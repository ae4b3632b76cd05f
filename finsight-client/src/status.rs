//! Status-polling endpoint

use crate::DashboardClient;
use crate::error::Result;
use finsight_core::dto::status::JobStatusResponse;
use uuid::Uuid;

impl DashboardClient {
    /// Fetch the current status of a job
    ///
    /// The returned `recent_logs` is a cumulative tail: every poll
    /// re-sends all lines surfaced so far, and the caller must diff them
    /// against lines it has already recorded.
    ///
    /// # Arguments
    /// * `job_id` - The job UUID assigned at submission time
    pub async fn job_status(&self, job_id: Uuid) -> Result<JobStatusResponse> {
        let url = self.status_url(job_id);
        let response = self.client.get(&url).send().await?;

        self.handle_response(response).await
    }
}
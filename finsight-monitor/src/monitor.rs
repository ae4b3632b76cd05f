//! Job monitor orchestrator
//!
//! Owns the [`Job`] and exactly one live transport. Runs as a single
//! spawned task: push phase first, then at most one failover into the
//! poll phase. All progress is published as full job snapshots on a
//! watch channel; callers never touch the job directly.
//!
//! The caller who starts a monitor must cancel it (or drop the handle)
//! when it is no longer needed. `cancel()` and `close()` run on every
//! exit path, so no timer or connection outlives the task.

use std::sync::Arc;

use tokio::sync::watch;
use tokio::task::JoinHandle;
use tokio_util::sync::CancellationToken;
use tracing::{debug, info, warn};
use uuid::Uuid;

use finsight_client::DashboardClient;
use finsight_core::domain::job::Job;
use finsight_core::dto::event::MonitorEvent;

use crate::channel::{PollChannel, PollOutcome, PushChannel, PushOutcome, PushSource, StatusSource};
use crate::config::MonitorConfig;

/// Phase of the monitor itself, distinct from the job's stage.
///
/// `Pushing -> Polling` is the only recovery edge and runs at most once;
/// nothing leaves `Terminal`.
#[derive(Debug, Clone, Copy, PartialEq, Eq)]
pub enum MonitorPhase {
    Idle,
    Pushing,
    Polling,
    Terminal,
}

/// Handle to a running job monitor.
///
/// Cheap to observe: `snapshot()` clones the current job, `subscribe()`
/// hands out a watch receiver for await-style observation. Dropping the
/// handle cancels the monitor task.
pub struct JobMonitor {
    job_id: Uuid,
    cancel: CancellationToken,
    job_rx: watch::Receiver<Job>,
    phase_rx: watch::Receiver<MonitorPhase>,
    task: Option<JoinHandle<()>>,
}

impl JobMonitor {
    /// Starts monitoring a submitted job. Returns immediately; all
    /// progress is delivered through the published snapshots.
    ///
    /// Never returns an error: a push stream that cannot even be opened
    /// goes down the normal failure path (one system log, then polling).
    pub fn start(
        push_source: Arc<dyn PushSource>,
        status_source: Arc<dyn StatusSource>,
        job_id: Uuid,
        config: MonitorConfig,
    ) -> Self {
        let cancel = CancellationToken::new();
        let (job_tx, job_rx) = watch::channel(Job::new(job_id));
        let (phase_tx, phase_rx) = watch::channel(MonitorPhase::Idle);

        let task = MonitorTask {
            job_id,
            push_source,
            status_source,
            config,
            cancel: cancel.clone(),
            job_tx,
            phase_tx,
        };
        let task = tokio::spawn(task.run());

        Self {
            job_id,
            cancel,
            job_rx,
            phase_rx,
            task: Some(task),
        }
    }

    /// Starts monitoring against a live backend, using the client for
    /// both transports.
    pub fn with_client(client: DashboardClient, job_id: Uuid, config: MonitorConfig) -> Self {
        let client = Arc::new(client);
        Self::start(client.clone(), client, job_id, config)
    }

    pub fn job_id(&self) -> Uuid {
        self.job_id
    }

    /// Clones the current job snapshot.
    pub fn snapshot(&self) -> Job {
        self.job_rx.borrow().clone()
    }

    /// Watch receiver over job snapshots; one value per applied event.
    pub fn subscribe(&self) -> watch::Receiver<Job> {
        self.job_rx.clone()
    }

    /// Current monitor phase.
    pub fn phase(&self) -> MonitorPhase {
        *self.phase_rx.borrow()
    }

    /// True once the job reached a terminal state.
    pub fn is_terminal(&self) -> bool {
        self.job_rx.borrow().terminal
    }

    /// Stops monitoring. Safe to call multiple times and on an already
    /// terminal job; the task tears down whatever transport it owns and
    /// marks the job terminal with no error.
    pub fn cancel(&self) {
        self.cancel.cancel();
    }

    /// Waits for the monitor task to finish and returns the final job.
    pub async fn join(mut self) -> Job {
        if let Some(task) = self.task.take() {
            if let Err(e) = task.await {
                warn!(job_id = %self.job_id, "monitor task panicked: {}", e);
            }
        }
        self.job_rx.borrow().clone()
    }
}

impl Drop for JobMonitor {
    fn drop(&mut self) {
        self.cancel.cancel();
    }
}

/// How the push phase ended.
enum PushEnd {
    /// The job reached `Complete` or `error`.
    Terminal,
    /// The caller cancelled.
    Cancelled,
    /// The push transport broke; the poll phase takes over.
    Failover,
}

/// How the poll phase ended.
enum PollEnd {
    Terminal,
    Cancelled,
    /// The watchdog gave up with the job still running.
    Exhausted,
}

/// State owned by the spawned monitor task.
struct MonitorTask {
    job_id: Uuid,
    push_source: Arc<dyn PushSource>,
    status_source: Arc<dyn StatusSource>,
    config: MonitorConfig,
    cancel: CancellationToken,
    job_tx: watch::Sender<Job>,
    phase_tx: watch::Sender<MonitorPhase>,
}

impl MonitorTask {
    async fn run(self) {
        info!(job_id = %self.job_id, "monitoring started");
        self.set_phase(MonitorPhase::Pushing);

        match self.run_push_phase().await {
            PushEnd::Terminal => {
                self.finish_terminal();
                return;
            }
            PushEnd::Cancelled => {
                self.finish_cancelled();
                return;
            }
            PushEnd::Failover => {}
        }

        self.set_phase(MonitorPhase::Polling);

        match self.run_poll_phase().await {
            PollEnd::Terminal => self.finish_terminal(),
            PollEnd::Cancelled => self.finish_cancelled(),
            PollEnd::Exhausted => {
                // Outcome unknown: the job stays non-terminal and the
                // caller decides what to do with the last snapshot.
                info!(job_id = %self.job_id, "monitoring gave up without a terminal event");
            }
        }
    }

    /// Drives the push channel until a terminal event, cancellation, or a
    /// transport failure. The failover edge is taken at most once because
    /// this method runs at most once.
    async fn run_push_phase(&self) -> PushEnd {
        let opened = tokio::select! {
            biased;
            _ = self.cancel.cancelled() => return PushEnd::Cancelled,
            opened = PushChannel::open(self.push_source.as_ref(), self.job_id) => opened,
        };

        let mut channel = match opened {
            Ok(channel) => channel,
            Err(e) => {
                warn!(job_id = %self.job_id, "failed to open push stream: {:#}", e);
                self.record_failover_log();
                return PushEnd::Failover;
            }
        };

        loop {
            let outcome = tokio::select! {
                biased;
                _ = self.cancel.cancelled() => None,
                outcome = channel.next_event() => Some(outcome),
            };

            let Some(outcome) = outcome else {
                channel.close();
                return PushEnd::Cancelled;
            };

            match outcome {
                PushOutcome::Event(event) => {
                    if self.apply_event(event) {
                        channel.close();
                        return PushEnd::Terminal;
                    }
                }
                PushOutcome::Malformed { detail } => {
                    debug!(job_id = %self.job_id, "dropped malformed frame: {}", detail);
                    self.job_tx.send_modify(|job| {
                        job.record_system_log(format!("Dropped a malformed event frame: {detail}"));
                    });
                }
                PushOutcome::Failed { detail } => {
                    warn!(job_id = %self.job_id, "push stream failed: {}", detail);
                    channel.close();
                    self.record_failover_log();
                    return PushEnd::Failover;
                }
                PushOutcome::Ended => {
                    // A clean end should follow a terminal event. If the
                    // job is still running the stream state is unknown,
                    // so keep observing over the poll channel.
                    warn!(job_id = %self.job_id, "push stream ended with job still running");
                    channel.close();
                    self.record_failover_log();
                    return PushEnd::Failover;
                }
            }
        }
    }

    /// Drives the poll channel until a terminal event, cancellation, or
    /// its watchdog.
    async fn run_poll_phase(&self) -> PollEnd {
        info!(job_id = %self.job_id, "polling for job status");
        let mut channel = PollChannel::open(
            Arc::clone(&self.status_source),
            self.job_id,
            self.config.poll_interval,
            self.config.poll_max_duration,
        );

        loop {
            let outcome = tokio::select! {
                biased;
                _ = self.cancel.cancelled() => None,
                outcome = channel.next_event() => Some(outcome),
            };

            let Some(outcome) = outcome else {
                channel.close();
                return PollEnd::Cancelled;
            };

            match outcome {
                PollOutcome::Event(event) => {
                    if self.apply_event(event) {
                        channel.close();
                        return PollEnd::Terminal;
                    }
                }
                PollOutcome::TimedOut => {
                    self.job_tx.send_modify(|job| {
                        job.record_system_log(
                            "Polling timed out without a result, check the job status manually",
                        );
                    });
                    return PollEnd::Exhausted;
                }
                PollOutcome::Closed => {
                    debug!(job_id = %self.job_id, "poll channel closed without terminal event");
                    return PollEnd::Exhausted;
                }
            }
        }
    }

    /// Applies one normalized event to the job and publishes the new
    /// snapshot. Returns true once the job is terminal.
    fn apply_event(&self, event: MonitorEvent) -> bool {
        let mut terminal = false;
        self.job_tx.send_modify(|job| {
            match event {
                MonitorEvent::Log { ref message } => job.record_log(message),
                MonitorEvent::Progress {
                    percentage,
                    ref message,
                } => job.record_progress(percentage, message.clone()),
                MonitorEvent::Complete => job.complete(),
                MonitorEvent::Error { ref message } => job.fail(message.clone()),
                // Heartbeats are swallowed by the push channel.
                MonitorEvent::Heartbeat => {}
            }
            terminal = job.terminal;
        });
        terminal
    }

    fn record_failover_log(&self) {
        self.job_tx.send_modify(|job| {
            job.record_system_log("Connection interrupted, switching to polling");
        });
    }

    fn finish_terminal(&self) {
        info!(job_id = %self.job_id, "job reached a terminal state");
        self.set_phase(MonitorPhase::Terminal);
    }

    fn finish_cancelled(&self) {
        debug!(job_id = %self.job_id, "monitoring cancelled");
        self.job_tx.send_modify(|job| job.cancel());
        self.set_phase(MonitorPhase::Terminal);
    }

    fn set_phase(&self, phase: MonitorPhase) {
        self.phase_tx.send_replace(phase);
    }
}
//! Finsight Job Monitor
//!
//! Client-side monitor for long-running backend analysis jobs.
//!
//! A caller submits a job (elsewhere), gets back a job id and starts a
//! [`JobMonitor`]. The monitor opens a live push channel for job events;
//! if that stream breaks it fails over, once, to interval polling of the
//! status endpoint, bounded by an independent watchdog. Either way the
//! caller observes the same thing: a [`finsight_core::domain::job::Job`]
//! snapshot published after every applied event.
//!
//! Architecture:
//! - Channels: [`channel::PushChannel`] and [`channel::PollChannel`] wrap
//!   the two transports behind one normalized event shape
//! - Dedup: the poll channel diffs the backend's cumulative log tail
//!   through a per-channel [`dedup::EventDeduplicator`]
//! - Orchestration: [`JobMonitor`] owns the job, exactly one live
//!   transport, and the teardown of whatever is active
//!
//! Whoever starts a monitor must call [`JobMonitor::cancel`] (or drop the
//! handle) when it is no longer needed; the monitor does not infer
//! abandonment.

pub mod channel;
pub mod config;
pub mod dedup;
pub mod monitor;

pub use channel::{ChannelState, EventFrames, PushSource, StatusSource};
pub use config::MonitorConfig;
pub use dedup::EventDeduplicator;
pub use monitor::{JobMonitor, MonitorPhase};
//! Log domain types
//!
//! Backend log lines arrive as raw strings over both transports. They are
//! normalized here into leveled, timestamped records: noise characters
//! (emoji, control codes) are stripped and a level is chosen by keyword
//! heuristics so the dashboard can color them.

use serde::{Deserialize, Serialize};

/// Severity/kind of a log record.
///
/// `System` is reserved for lines the monitor itself generates (transport
/// switches, timeouts, dropped frames) and for backend polling chatter.
#[derive(Debug, Clone, Copy, PartialEq, Eq, Serialize, Deserialize)]
pub enum LogLevel {
    Info,
    Success,
    Warning,
    Error,
    Processing,
    System,
}

/// A classified log line belonging to one job.
#[derive(Debug, Clone, Serialize, Deserialize)]
pub struct LogRecord {
    /// Monotonically increasing id, unique within one job.
    pub id: u64,
    /// Wall-clock capture time.
    pub timestamp: chrono::DateTime<chrono::Utc>,
    pub raw_message: String,
    pub cleaned_message: String,
    pub level: LogLevel,
}

// Keyword tiers checked in order; the first tier containing a match wins.
const SUCCESS_WORDS: &[&str] = &["success", "completed", "finished", "done", "ready"];
const WARNING_WORDS: &[&str] = &["warning", "warn", "failed to", "unable to", "skipped"];
const ERROR_WORDS: &[&str] = &["error", "failure", "failed", "exception", "fatal"];
const PROCESSING_WORDS: &[&str] = &["processing", "analyzing", "generating", "computing", "parsing"];
const STARTING_WORDS: &[&str] = &["starting", "started", "initializing", "uploading", "launching"];
const POLLING_WORDS: &[&str] = &["polling", "status check", "waiting for status"];

impl LogRecord {
    /// Classifies a raw backend message into a leveled record.
    ///
    /// Total: every input (including the empty string) maps to a level,
    /// defaulting to `Info` when no keyword matches.
    pub fn classify(id: u64, raw_message: &str) -> Self {
        let cleaned_message = clean_message(raw_message);
        let level = classify_level(&cleaned_message);
        Self {
            id,
            timestamp: chrono::Utc::now(),
            raw_message: raw_message.to_string(),
            cleaned_message,
            level,
        }
    }

    /// Builds a monitor-generated record at `System` level, bypassing the
    /// keyword heuristics.
    pub fn system(id: u64, message: impl Into<String>) -> Self {
        let raw_message = message.into();
        let cleaned_message = clean_message(&raw_message);
        Self {
            id,
            timestamp: chrono::Utc::now(),
            raw_message,
            cleaned_message,
            level: LogLevel::System,
        }
    }
}

/// Strips emoji, symbols and control characters, keeping letters, digits,
/// ASCII punctuation and spaces.
fn clean_message(raw: &str) -> String {
    raw.chars()
        .filter(|c| c.is_ascii_graphic() || *c == ' ' || c.is_alphanumeric())
        .collect::<String>()
        .trim()
        .to_string()
}

/// Picks a level by case-insensitive substring match, first tier wins.
fn classify_level(cleaned: &str) -> LogLevel {
    let lower = cleaned.to_lowercase();
    let matches = |words: &[&str]| words.iter().any(|w| lower.contains(w));

    if matches(SUCCESS_WORDS) {
        LogLevel::Success
    } else if matches(WARNING_WORDS) {
        LogLevel::Warning
    } else if matches(ERROR_WORDS) {
        LogLevel::Error
    } else if matches(PROCESSING_WORDS) {
        LogLevel::Processing
    } else if matches(STARTING_WORDS) {
        LogLevel::Processing
    } else if matches(POLLING_WORDS) {
        LogLevel::System
    } else {
        LogLevel::Info
    }
}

==============================

INSTRUCTIONS FOR THE TASK = Find the lines that mention "exactly" in the entries and show them.

EXPECTED ANSWER =
//! Owns the [`Job`] and exactly one live transport. Runs as a single
//! - Orchestration: [`JobMonitor`] owns the job, exactly one live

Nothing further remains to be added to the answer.